Within the data below, find the string "Carol" and return each line where it occurs.

'''

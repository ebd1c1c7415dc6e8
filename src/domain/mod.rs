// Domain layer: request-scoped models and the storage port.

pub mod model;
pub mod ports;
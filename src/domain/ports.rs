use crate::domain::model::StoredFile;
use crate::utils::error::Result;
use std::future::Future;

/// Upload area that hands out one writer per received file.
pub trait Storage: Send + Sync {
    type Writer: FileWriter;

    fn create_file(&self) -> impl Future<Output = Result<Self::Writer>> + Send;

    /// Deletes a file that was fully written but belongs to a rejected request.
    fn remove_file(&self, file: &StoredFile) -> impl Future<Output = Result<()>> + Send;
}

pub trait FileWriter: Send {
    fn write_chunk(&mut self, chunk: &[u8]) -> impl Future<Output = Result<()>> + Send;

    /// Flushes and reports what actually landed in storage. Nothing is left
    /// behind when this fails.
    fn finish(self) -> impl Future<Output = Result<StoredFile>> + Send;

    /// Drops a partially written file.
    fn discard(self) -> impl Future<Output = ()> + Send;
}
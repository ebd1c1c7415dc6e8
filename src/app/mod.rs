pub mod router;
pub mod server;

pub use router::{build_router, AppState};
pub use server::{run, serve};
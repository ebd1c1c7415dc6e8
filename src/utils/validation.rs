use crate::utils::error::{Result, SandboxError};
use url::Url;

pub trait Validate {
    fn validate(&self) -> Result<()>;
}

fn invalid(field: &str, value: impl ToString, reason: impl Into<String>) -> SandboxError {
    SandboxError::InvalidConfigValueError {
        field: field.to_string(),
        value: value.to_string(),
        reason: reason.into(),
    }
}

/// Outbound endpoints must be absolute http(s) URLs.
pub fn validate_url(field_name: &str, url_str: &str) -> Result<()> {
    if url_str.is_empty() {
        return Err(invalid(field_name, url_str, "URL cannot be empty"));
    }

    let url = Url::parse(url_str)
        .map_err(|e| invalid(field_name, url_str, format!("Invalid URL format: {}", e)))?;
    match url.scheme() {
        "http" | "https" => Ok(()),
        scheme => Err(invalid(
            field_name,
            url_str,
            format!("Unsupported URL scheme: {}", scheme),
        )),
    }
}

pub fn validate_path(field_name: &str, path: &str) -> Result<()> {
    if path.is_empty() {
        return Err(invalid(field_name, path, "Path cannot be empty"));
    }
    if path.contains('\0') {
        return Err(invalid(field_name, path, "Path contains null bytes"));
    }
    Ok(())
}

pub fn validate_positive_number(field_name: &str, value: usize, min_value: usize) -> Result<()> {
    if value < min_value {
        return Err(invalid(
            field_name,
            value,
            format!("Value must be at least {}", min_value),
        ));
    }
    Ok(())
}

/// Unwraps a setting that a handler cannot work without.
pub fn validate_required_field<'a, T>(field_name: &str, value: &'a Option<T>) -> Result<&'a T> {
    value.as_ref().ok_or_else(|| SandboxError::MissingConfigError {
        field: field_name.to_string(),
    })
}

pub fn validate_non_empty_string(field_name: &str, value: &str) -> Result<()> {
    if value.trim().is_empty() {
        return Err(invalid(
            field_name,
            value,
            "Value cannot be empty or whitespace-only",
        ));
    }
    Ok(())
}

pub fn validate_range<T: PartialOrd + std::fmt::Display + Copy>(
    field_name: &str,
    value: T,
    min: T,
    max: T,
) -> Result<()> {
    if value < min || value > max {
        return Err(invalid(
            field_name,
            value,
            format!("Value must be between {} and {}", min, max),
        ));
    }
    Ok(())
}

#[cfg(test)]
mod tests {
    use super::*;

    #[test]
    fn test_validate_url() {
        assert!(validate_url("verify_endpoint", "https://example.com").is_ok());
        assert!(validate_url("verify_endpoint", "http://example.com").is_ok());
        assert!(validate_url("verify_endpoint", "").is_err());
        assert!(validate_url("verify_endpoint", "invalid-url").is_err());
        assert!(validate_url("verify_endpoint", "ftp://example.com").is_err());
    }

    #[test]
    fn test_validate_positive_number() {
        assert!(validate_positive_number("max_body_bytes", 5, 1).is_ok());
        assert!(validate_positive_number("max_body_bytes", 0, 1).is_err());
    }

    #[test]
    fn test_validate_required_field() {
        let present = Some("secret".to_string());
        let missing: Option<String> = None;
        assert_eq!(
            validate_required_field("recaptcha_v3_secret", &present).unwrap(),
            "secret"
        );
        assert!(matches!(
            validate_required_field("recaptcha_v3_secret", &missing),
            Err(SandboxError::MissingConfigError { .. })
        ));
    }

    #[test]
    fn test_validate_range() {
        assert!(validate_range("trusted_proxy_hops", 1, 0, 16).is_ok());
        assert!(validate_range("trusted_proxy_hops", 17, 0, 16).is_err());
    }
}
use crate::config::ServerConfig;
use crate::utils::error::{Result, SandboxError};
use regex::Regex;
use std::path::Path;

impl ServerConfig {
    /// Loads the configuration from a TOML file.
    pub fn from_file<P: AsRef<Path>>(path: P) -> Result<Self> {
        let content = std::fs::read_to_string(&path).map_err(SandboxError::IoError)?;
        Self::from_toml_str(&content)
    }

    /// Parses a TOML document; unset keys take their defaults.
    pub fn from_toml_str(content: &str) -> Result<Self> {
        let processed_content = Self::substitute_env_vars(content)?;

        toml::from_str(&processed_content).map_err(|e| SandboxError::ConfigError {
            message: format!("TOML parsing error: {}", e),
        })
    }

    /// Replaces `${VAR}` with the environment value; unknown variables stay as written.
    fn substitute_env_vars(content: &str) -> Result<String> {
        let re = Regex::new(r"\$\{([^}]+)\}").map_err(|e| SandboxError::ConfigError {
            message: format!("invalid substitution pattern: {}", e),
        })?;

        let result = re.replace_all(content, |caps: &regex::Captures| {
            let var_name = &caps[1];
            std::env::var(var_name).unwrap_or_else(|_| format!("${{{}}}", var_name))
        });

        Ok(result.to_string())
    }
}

'''
'''

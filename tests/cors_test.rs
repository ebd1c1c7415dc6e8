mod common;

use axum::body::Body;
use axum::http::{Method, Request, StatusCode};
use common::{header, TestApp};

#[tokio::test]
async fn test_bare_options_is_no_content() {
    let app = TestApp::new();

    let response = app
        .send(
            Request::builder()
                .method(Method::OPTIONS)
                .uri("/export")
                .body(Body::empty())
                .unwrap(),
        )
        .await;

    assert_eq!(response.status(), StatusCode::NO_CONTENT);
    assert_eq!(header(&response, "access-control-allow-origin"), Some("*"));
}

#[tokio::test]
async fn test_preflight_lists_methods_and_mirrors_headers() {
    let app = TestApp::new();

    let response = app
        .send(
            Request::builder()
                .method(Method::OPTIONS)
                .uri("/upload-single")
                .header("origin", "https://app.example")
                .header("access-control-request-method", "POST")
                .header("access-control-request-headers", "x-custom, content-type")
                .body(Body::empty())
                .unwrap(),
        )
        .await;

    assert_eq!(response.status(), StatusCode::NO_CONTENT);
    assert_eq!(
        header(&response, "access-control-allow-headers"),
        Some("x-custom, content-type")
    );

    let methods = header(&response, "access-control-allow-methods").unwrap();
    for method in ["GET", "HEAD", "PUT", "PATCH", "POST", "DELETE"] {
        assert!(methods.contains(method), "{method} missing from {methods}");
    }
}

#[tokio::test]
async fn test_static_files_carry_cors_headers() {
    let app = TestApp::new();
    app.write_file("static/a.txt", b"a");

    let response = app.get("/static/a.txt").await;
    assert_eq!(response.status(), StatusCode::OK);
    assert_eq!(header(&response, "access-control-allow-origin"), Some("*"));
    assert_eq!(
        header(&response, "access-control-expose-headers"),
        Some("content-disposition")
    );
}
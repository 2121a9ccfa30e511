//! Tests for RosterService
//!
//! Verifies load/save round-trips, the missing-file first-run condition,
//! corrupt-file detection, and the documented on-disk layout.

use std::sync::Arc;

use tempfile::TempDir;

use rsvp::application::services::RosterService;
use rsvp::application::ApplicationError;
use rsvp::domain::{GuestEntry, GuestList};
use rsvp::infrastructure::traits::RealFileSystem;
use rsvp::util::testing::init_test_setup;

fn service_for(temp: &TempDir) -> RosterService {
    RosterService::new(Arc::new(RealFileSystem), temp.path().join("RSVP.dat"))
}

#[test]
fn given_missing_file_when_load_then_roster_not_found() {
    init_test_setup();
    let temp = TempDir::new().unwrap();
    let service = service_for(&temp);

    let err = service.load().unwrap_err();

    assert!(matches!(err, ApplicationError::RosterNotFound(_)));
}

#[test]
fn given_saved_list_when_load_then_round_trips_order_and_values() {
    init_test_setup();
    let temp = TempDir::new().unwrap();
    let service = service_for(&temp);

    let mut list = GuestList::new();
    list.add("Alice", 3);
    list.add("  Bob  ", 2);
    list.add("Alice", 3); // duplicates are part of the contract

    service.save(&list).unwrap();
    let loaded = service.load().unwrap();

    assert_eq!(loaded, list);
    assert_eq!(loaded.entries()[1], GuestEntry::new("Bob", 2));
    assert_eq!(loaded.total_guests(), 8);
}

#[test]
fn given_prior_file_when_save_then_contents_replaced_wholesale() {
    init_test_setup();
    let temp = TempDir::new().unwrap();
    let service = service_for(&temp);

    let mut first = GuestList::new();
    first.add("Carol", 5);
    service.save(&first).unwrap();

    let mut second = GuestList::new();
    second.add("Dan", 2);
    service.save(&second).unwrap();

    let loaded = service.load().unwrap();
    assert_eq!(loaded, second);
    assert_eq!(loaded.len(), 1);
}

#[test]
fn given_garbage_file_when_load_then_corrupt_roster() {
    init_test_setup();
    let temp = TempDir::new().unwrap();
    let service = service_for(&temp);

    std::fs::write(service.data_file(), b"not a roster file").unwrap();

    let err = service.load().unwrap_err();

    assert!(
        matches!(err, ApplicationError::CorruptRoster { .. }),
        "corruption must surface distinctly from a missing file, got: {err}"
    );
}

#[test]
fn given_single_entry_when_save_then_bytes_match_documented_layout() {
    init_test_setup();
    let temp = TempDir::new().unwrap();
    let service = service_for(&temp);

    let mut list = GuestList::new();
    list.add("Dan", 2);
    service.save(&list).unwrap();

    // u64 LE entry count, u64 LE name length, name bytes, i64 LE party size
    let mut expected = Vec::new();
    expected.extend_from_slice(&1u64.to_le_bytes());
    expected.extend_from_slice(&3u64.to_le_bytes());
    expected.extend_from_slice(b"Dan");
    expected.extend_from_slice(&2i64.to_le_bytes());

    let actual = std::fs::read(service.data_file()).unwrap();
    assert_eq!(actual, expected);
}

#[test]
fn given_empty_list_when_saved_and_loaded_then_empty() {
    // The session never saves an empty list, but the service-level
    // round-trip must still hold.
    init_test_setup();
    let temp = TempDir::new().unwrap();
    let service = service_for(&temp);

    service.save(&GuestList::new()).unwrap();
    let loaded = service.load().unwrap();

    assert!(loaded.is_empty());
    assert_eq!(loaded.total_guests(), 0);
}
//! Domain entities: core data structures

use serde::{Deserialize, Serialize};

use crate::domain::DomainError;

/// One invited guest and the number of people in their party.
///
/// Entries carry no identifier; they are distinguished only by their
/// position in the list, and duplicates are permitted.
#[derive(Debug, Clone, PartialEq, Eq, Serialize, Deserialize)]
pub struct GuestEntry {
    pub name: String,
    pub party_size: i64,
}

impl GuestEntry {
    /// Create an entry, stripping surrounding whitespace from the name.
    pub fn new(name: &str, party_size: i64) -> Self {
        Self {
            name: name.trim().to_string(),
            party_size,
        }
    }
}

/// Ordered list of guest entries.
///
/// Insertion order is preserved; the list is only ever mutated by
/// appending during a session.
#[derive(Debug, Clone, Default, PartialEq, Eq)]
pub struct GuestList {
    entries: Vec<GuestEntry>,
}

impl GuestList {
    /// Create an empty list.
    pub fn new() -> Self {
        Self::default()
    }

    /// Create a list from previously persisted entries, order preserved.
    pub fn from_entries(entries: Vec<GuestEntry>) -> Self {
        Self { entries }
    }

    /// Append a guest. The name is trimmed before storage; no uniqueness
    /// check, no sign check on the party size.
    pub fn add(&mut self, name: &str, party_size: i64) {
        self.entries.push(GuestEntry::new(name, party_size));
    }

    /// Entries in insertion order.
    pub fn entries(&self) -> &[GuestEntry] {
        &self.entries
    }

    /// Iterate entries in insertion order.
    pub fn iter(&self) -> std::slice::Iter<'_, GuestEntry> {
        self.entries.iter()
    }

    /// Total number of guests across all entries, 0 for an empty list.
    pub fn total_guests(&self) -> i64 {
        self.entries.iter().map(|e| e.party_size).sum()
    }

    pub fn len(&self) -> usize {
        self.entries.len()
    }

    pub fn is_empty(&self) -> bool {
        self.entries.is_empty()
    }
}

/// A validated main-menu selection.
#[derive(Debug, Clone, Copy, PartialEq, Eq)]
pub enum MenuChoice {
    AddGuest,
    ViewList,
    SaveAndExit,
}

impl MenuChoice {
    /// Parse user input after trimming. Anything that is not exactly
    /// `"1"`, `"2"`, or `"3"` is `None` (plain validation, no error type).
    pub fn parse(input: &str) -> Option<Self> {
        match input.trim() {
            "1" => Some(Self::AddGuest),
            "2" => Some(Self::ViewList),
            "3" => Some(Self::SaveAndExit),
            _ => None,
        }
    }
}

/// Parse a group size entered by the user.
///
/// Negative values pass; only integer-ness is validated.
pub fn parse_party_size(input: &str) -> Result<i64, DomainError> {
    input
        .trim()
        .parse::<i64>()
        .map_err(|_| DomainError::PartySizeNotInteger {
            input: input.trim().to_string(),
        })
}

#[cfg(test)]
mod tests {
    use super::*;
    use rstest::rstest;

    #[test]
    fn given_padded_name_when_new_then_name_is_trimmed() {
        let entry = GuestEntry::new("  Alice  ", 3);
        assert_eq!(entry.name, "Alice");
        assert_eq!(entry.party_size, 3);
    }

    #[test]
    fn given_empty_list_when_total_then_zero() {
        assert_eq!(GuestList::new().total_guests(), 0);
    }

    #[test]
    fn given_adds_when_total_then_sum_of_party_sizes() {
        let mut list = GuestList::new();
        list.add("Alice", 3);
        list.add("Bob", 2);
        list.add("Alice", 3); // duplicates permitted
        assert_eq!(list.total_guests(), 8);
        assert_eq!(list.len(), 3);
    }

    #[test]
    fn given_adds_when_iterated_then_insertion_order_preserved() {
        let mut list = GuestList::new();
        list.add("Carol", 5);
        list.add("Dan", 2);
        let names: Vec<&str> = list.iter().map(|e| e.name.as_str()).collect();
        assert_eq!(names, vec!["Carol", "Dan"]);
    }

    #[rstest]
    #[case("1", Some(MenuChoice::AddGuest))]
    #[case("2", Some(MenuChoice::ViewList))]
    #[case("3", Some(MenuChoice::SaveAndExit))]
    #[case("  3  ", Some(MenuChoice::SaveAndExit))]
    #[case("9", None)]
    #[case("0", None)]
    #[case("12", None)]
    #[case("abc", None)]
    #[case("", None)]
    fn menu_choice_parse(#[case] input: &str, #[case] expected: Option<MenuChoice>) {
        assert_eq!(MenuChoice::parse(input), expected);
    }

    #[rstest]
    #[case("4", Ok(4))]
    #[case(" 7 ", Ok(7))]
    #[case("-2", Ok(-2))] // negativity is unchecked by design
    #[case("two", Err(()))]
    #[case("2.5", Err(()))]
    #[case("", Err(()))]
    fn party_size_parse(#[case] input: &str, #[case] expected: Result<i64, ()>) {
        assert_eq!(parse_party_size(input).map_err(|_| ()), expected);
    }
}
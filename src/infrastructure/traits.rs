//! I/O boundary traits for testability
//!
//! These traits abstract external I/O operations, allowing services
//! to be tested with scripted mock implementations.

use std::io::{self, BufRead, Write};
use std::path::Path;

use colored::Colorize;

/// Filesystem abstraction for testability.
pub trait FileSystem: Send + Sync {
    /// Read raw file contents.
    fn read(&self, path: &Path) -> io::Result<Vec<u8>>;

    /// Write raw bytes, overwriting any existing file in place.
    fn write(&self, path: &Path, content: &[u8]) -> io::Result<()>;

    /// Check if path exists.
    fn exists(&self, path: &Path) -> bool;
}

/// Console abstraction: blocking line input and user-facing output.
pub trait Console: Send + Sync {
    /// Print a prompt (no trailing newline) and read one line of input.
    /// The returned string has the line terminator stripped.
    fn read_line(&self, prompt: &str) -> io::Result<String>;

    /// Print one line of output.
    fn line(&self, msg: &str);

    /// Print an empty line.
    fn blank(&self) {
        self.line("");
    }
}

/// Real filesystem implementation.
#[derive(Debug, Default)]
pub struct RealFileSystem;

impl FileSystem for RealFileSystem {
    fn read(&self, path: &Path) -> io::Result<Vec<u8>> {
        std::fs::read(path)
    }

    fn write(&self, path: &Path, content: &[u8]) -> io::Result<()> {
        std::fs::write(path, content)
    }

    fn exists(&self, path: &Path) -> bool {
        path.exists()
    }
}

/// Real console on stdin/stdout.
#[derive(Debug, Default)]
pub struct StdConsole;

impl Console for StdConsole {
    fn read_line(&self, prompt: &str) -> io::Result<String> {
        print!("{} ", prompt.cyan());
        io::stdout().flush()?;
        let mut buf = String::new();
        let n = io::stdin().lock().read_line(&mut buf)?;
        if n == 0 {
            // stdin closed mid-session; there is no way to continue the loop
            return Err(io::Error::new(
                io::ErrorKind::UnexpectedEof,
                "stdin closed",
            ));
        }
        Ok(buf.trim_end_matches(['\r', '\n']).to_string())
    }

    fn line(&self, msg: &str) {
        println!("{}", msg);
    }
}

'''
'''

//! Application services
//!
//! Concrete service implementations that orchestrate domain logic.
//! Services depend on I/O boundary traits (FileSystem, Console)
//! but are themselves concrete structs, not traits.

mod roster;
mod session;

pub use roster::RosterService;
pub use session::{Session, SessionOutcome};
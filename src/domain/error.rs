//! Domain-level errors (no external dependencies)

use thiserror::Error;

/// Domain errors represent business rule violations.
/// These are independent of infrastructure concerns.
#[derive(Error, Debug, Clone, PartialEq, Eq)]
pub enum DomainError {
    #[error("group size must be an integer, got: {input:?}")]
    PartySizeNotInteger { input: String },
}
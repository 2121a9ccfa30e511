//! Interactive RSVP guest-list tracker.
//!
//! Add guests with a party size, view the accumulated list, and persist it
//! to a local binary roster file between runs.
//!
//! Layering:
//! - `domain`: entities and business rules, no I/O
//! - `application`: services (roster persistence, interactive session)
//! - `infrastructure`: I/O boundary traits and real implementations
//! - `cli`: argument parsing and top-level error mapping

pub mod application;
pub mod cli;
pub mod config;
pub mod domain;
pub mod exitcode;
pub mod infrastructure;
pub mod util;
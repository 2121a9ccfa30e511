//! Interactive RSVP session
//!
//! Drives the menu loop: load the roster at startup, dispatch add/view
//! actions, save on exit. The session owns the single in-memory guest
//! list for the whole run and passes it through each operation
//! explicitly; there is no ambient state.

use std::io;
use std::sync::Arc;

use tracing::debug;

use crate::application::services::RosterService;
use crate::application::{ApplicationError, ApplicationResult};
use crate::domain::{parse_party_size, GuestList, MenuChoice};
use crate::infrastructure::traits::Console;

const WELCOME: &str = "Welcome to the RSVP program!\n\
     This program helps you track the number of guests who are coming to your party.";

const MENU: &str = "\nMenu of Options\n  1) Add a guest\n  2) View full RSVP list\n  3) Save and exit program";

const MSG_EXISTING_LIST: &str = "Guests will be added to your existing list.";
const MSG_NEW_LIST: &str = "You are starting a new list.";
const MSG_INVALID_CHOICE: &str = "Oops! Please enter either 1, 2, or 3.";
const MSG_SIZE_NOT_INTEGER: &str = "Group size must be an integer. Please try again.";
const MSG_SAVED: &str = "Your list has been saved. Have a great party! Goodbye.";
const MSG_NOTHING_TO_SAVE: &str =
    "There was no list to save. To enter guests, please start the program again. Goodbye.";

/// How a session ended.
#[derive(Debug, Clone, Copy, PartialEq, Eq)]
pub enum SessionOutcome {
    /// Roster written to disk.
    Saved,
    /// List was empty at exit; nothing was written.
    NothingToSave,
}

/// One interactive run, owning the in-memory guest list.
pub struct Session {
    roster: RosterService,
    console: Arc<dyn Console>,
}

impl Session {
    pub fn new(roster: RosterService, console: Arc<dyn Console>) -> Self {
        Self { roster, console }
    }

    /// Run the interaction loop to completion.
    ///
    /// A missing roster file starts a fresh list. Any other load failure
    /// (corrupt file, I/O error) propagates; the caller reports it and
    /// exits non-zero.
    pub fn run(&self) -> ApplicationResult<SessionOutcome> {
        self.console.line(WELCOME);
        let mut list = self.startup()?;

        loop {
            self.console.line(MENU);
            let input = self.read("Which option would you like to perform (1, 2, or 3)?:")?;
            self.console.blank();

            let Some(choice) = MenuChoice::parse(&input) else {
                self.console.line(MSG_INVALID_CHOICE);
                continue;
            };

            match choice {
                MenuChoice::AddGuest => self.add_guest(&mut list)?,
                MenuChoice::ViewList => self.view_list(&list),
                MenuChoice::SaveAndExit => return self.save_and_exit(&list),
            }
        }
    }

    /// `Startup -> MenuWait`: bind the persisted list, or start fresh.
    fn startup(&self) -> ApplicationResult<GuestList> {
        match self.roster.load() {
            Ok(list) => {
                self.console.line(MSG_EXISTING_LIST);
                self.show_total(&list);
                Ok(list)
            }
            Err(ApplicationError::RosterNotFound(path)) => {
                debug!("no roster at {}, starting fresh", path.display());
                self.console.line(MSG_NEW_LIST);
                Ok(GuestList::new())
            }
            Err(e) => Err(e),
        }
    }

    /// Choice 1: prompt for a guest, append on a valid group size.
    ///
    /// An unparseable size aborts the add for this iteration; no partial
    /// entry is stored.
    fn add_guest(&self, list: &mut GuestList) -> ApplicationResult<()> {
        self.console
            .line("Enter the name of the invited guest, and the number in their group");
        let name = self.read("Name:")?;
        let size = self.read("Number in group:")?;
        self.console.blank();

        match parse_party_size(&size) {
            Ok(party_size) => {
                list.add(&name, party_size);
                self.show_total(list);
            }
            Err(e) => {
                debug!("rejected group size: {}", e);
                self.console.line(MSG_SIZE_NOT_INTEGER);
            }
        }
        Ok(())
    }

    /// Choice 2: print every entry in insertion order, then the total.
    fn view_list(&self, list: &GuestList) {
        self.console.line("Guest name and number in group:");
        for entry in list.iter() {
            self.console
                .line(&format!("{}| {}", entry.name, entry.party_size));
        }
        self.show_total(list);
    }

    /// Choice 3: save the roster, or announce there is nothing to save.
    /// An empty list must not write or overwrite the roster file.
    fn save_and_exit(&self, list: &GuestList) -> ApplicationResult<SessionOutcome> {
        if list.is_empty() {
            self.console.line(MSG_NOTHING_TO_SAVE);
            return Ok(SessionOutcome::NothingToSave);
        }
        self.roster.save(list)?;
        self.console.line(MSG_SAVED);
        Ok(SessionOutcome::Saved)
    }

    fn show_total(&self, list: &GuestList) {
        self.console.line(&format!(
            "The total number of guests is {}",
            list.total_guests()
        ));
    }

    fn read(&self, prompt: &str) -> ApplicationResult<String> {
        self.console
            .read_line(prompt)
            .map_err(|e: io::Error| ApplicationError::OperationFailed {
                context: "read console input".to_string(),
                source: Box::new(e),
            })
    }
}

'''

_Answer section_
    first.add("Carol", 5);
        list.add("Carol", 5);
        assert_eq!(names, vec!["Carol", "Dan"]);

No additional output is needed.